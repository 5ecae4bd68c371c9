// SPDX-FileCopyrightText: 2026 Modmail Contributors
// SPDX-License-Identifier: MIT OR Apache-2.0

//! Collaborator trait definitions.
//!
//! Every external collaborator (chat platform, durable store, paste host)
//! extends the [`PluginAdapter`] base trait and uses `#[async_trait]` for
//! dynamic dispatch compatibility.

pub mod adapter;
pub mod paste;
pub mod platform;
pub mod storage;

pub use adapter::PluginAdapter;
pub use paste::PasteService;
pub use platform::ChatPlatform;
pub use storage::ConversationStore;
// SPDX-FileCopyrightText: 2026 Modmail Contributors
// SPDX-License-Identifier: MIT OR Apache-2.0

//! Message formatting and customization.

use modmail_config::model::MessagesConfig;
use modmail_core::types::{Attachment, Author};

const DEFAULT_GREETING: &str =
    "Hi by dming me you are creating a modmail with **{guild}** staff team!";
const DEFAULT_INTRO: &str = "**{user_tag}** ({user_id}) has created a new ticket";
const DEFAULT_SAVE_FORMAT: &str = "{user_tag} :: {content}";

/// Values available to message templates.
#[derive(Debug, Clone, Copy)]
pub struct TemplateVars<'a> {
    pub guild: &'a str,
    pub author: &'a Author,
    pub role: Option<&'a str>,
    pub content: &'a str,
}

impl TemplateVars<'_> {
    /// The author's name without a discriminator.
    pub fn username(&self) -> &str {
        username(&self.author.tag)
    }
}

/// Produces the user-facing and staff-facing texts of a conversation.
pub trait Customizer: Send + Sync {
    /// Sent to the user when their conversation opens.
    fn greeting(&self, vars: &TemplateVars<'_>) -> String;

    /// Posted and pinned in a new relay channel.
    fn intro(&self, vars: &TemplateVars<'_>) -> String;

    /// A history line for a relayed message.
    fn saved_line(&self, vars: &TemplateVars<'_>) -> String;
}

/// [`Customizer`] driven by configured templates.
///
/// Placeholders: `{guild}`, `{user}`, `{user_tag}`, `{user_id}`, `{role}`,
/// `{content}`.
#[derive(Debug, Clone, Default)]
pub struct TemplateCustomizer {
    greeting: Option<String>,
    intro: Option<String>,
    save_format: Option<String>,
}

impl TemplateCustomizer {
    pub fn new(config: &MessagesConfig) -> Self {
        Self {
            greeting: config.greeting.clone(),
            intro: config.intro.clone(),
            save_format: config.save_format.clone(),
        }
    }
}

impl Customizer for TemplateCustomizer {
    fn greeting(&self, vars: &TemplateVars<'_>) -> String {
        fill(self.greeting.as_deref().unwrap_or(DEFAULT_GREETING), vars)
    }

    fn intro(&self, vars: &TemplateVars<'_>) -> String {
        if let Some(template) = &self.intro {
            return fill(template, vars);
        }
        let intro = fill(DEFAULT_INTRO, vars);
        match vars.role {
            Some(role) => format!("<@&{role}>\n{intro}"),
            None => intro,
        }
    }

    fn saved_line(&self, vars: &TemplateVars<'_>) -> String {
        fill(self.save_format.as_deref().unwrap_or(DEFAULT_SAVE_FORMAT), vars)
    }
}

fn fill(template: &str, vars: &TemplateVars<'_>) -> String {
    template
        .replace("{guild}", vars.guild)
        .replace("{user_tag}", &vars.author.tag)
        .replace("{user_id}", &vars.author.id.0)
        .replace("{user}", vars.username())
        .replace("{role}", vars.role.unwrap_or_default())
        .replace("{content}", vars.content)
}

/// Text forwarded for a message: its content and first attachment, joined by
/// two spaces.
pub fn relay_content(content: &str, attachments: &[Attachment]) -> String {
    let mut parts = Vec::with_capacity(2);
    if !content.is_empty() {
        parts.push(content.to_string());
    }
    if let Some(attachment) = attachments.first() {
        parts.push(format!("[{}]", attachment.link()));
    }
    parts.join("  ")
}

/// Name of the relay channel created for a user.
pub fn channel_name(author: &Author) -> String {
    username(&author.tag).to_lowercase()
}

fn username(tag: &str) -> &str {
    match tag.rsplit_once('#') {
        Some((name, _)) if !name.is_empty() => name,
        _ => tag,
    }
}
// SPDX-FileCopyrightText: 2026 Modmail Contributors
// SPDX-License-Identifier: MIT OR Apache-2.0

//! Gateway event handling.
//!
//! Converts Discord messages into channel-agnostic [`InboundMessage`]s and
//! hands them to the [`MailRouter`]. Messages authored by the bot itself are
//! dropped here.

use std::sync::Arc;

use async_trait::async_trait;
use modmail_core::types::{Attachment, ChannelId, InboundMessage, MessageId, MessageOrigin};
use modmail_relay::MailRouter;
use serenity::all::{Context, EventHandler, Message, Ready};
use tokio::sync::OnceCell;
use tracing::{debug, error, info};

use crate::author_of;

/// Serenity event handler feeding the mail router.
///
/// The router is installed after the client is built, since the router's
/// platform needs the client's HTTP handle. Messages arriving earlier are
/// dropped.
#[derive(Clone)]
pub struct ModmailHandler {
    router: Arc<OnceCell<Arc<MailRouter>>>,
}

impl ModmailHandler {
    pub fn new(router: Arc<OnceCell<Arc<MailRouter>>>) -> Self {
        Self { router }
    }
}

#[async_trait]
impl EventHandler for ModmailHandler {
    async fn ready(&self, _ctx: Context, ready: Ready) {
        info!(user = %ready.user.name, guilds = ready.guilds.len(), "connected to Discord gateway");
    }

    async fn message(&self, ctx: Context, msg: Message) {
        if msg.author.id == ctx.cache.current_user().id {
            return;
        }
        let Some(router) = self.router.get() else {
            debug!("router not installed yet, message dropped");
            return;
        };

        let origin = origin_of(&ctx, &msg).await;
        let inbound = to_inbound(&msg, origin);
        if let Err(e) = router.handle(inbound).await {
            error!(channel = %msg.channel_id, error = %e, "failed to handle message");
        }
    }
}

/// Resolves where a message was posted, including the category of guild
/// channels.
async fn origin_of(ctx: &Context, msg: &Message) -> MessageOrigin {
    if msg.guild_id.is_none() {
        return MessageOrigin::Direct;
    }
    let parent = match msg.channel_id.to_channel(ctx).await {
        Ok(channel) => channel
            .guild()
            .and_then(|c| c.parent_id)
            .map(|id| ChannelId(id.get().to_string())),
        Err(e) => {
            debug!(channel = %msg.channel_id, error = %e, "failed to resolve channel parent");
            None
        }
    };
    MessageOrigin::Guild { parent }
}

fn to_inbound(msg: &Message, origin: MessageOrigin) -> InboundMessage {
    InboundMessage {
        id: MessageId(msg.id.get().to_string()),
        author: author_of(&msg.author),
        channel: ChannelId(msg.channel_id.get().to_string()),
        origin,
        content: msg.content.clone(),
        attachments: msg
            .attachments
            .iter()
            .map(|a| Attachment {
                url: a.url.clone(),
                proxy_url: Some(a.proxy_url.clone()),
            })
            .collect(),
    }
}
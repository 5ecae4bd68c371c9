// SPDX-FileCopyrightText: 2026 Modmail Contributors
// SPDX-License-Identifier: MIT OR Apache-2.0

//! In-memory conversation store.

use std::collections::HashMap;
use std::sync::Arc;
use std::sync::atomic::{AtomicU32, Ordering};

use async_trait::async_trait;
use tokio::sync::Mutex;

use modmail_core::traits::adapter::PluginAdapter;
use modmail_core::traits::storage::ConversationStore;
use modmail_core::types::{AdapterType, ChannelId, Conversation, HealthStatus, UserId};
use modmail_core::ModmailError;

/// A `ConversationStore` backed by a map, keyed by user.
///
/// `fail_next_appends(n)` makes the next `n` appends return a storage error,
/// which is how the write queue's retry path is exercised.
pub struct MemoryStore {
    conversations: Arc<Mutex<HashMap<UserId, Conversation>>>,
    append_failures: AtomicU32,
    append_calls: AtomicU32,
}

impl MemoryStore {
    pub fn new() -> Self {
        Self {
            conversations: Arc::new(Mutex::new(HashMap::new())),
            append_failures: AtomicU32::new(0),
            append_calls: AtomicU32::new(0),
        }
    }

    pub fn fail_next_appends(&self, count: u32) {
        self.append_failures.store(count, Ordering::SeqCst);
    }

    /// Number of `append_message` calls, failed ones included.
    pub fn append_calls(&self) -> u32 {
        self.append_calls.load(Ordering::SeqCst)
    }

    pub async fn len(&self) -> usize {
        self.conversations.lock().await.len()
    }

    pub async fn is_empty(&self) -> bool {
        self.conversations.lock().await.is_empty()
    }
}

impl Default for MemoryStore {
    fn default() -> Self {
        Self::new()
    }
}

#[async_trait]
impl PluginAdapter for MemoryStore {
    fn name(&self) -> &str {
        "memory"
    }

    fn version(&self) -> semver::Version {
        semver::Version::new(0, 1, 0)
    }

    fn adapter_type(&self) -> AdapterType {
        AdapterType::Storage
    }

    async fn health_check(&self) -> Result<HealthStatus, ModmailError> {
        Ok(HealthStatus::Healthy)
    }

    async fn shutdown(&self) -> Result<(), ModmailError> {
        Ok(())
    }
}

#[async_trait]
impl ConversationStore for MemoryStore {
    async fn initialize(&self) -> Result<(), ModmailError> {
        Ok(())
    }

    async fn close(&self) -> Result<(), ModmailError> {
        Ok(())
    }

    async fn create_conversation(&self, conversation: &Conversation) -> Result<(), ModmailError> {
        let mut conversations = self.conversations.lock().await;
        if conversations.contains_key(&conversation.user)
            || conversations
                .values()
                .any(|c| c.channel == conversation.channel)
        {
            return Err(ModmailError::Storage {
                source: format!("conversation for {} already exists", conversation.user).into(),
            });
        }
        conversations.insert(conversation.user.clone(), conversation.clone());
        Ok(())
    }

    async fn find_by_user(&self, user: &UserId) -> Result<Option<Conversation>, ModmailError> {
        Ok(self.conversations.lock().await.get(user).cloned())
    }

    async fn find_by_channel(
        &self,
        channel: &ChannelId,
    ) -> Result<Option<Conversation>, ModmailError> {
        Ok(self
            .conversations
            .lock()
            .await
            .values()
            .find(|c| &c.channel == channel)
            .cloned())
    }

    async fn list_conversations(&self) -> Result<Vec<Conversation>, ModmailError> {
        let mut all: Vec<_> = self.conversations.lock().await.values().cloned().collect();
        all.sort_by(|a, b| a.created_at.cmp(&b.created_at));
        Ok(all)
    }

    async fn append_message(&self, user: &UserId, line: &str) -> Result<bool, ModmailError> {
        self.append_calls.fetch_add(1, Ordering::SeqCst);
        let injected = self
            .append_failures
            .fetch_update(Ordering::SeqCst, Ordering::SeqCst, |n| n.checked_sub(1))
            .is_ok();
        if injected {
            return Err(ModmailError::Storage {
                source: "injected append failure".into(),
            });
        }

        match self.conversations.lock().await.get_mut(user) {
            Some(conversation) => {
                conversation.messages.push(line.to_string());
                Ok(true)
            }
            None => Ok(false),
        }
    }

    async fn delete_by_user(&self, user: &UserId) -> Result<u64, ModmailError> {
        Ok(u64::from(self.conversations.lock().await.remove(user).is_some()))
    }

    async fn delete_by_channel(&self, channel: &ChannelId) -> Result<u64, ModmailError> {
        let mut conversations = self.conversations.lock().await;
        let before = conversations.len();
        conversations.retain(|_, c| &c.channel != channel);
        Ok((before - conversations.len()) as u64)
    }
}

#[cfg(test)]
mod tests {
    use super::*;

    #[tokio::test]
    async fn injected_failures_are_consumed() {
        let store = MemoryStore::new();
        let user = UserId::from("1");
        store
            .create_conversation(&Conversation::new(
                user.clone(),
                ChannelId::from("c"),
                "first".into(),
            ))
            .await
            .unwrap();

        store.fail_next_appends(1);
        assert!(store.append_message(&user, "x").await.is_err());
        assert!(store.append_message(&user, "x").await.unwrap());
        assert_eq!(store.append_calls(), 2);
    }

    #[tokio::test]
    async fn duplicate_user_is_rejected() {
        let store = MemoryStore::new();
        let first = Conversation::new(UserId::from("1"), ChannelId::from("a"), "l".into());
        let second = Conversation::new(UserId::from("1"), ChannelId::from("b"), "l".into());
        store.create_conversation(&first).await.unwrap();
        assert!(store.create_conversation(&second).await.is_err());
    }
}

*PROMPT*: For each line above that contains "info", make a copy.

*SOLUTION*:
use tracing::{debug, error, info};
        info!(user = %ready.user.name, guilds = ready.guilds.len(), "connected to Discord gateway");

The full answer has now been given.